One day I was getting her ready for her appointment at the cancer center. I put a pair of dark, warm full length tights on her, she picked out a short skirt, and some sort of beige western shirt with mother of pearl buttons inlaid in chrome. I got her dressed while she was in the wheelchair. When I helped her stand, she looked in the mirror and said, oh Bob, look at my back, it looks terrible! As I sat her back down, I felt her sadness, but there was nothing I could say to her that was helpful and would be truthful. Of course, in my mind I was thinking that she sure is beautiful to me. But what does that mean to a terminally ill cancer patient with a badly bowed spine, who two months earlier looked normal. Not very much. It did help when I placed the wheelchair in front of the mirror and had her look at herself from the side view. From that view her spine and back looked normal. Funny enough, she cheered right up. She was now in costume.
Understand, as a caregiver we must never assume we know how our loved one or patient feels. We should be compassionate and kind to them, not force our opinion, and simply acknowledge their feelings. Our job is to point them in a positive direction if we can. They will, in their own way and time, come to terms with the wretched cancer and the not so nice side effects. Life happens, and in time they learn to make the best of each day.
When she arrived at the cancer center, I wheeled her back to the patient’s room where we waited for Dr. Moore Sr.
A Precious Moment
He came walking into the room, very matter-of-factly and focused, while at the same time looking at Annie and saying, “Ann, where did you get that shirt?” “I love it.” Her face just beamed, she lit up the room with her smile. Looking back, I would have paid him to say those words, but I didn’t have to. The look on his face was genuine and honest. He made her day, and probably her week. Of course, this is Kansas, maybe the western shirt brought out the cowboy in him. I don’t have a clue.

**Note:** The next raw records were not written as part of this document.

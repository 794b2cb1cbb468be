//! Test doubles for the OAuth ports.
//!
//! Compiled for unit tests and, with the `test-utils` feature, for the
//! integration tests under `tests/`.

use std::collections::VecDeque;
use std::net::TcpListener;
use std::sync::Arc;
use std::time::Duration;

use async_trait::async_trait;
use loopauth_domain::constants::CONTENT_TYPE_JSON;
use loopauth_domain::{LoopauthError, Result};
use parking_lot::Mutex;
use tokio::sync::Notify;
use tokio::time::{sleep, Instant};

use crate::http::{HttpTransport, TransportRequest, TransportResponse};
use crate::loopback::{LoopbackCallbackServer, RouteToken};
use crate::platform::UrlOpener;
use crate::time::Clock;

/// Transport that replays queued responses and records every request.
///
/// Once the queue is empty every request fails at the transport level.
#[derive(Default)]
pub struct ScriptedTransport {
    responses: Mutex<VecDeque<TransportResponse>>,
    requests: Mutex<Vec<TransportRequest>>,
    gate: Option<Arc<Notify>>,
}

impl ScriptedTransport {
    pub fn new() -> Self {
        Self::default()
    }

    /// A transport that records each request, then holds it until `gate`
    /// is notified once per request.
    pub fn gated(gate: Arc<Notify>) -> Self {
        Self { gate: Some(gate), ..Self::default() }
    }

    pub fn push(&self, response: TransportResponse) {
        self.responses.lock().push_back(response);
    }

    pub fn push_json(&self, status: u16, body: &str) {
        self.push(TransportResponse::new(status, CONTENT_TYPE_JSON, body));
    }

    pub fn requests(&self) -> Vec<TransportRequest> {
        self.requests.lock().clone()
    }
}

#[async_trait]
impl HttpTransport for ScriptedTransport {
    async fn send(&self, request: TransportRequest) -> TransportResponse {
        self.requests.lock().push(request);
        if let Some(gate) = &self.gate {
            gate.notified().await;
        }
        self.responses.lock().pop_front().unwrap_or_else(TransportResponse::connection_failed)
    }
}

/// Clock frozen at a given Unix timestamp.
#[derive(Debug, Clone, Copy)]
pub struct FixedClock(i64);

impl FixedClock {
    pub fn new(unix_seconds: i64) -> Self {
        Self(unix_seconds)
    }
}

impl Clock for FixedClock {
    fn unix_now(&self) -> i64 {
        self.0
    }
}

/// Opener that records URLs instead of launching anything.
#[derive(Default)]
pub struct RecordingOpener {
    opened: Mutex<Vec<String>>,
    fail: bool,
}

impl RecordingOpener {
    pub fn new() -> Self {
        Self::default()
    }

    /// An opener whose every call fails after recording the URL.
    pub fn failing() -> Self {
        Self { opened: Mutex::new(Vec::new()), fail: true }
    }

    pub fn opened(&self) -> Vec<String> {
        self.opened.lock().clone()
    }
}

impl UrlOpener for RecordingOpener {
    fn open(&self, url: &str) -> Result<()> {
        self.opened.lock().push(url.to_string());
        if self.fail {
            return Err(LoopauthError::Platform("no browser available".into()));
        }
        Ok(())
    }
}

/// A loopback port that was free a moment ago.
pub fn free_port() -> u16 {
    TcpListener::bind("127.0.0.1:0")
        .and_then(|listener| listener.local_addr())
        .map(|addr| addr.port())
        .unwrap_or(0)
}

/// Wait until `server` has a bound route other than `previous`.
///
/// Panics after five seconds.
pub async fn wait_for_route(
    server: &LoopbackCallbackServer,
    previous: Option<RouteToken>,
) -> RouteToken {
    let deadline = Instant::now() + Duration::from_secs(5);
    loop {
        if let Some(token) = server.current_route().filter(|token| Some(*token) != previous) {
            return token;
        }
        assert!(Instant::now() < deadline, "loopback route was never bound");
        sleep(Duration::from_millis(10)).await;
    }
}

This little story is a testament of Annie’s tenacious will to live, and feel pretty.
It was on Feb 11th, 2010, when I was told Annie needed hospice now! I’ll write about that another time, but the bottom line was, I took her home against all odds and strong protests from some doctors, allowing this cute little story to be told.
It was in April of 2010 that one of the home health agency workers who had been coming over for awhile, two days a week for an hour to give her physical therapy—was on his way over.
She was sitting in her wheelchair in front of a mirror fussing with and brushing her hair, while putting on her makeup. I must admit, I did recognized that she was being a bit more fussy with her look that day, then normal, and became fascinated with what she was doing, until it dawned on me, “Allen was coming over.”
I said, “Annie, Allen is coming over today.”
She replied, “Oh, is he.” As if she didn’t know. Priceless!
That put a big smile on my face, and truly was a testament to her beautiful spirit. That’s the will to live until you die. Annie was living hour by hour, day by day, and everyone knew it, including her. Somehow she did what she always did, “Put a smile on her face, got on with her day and enjoyed it as best she could.” Annie was an amazing, inspirational person.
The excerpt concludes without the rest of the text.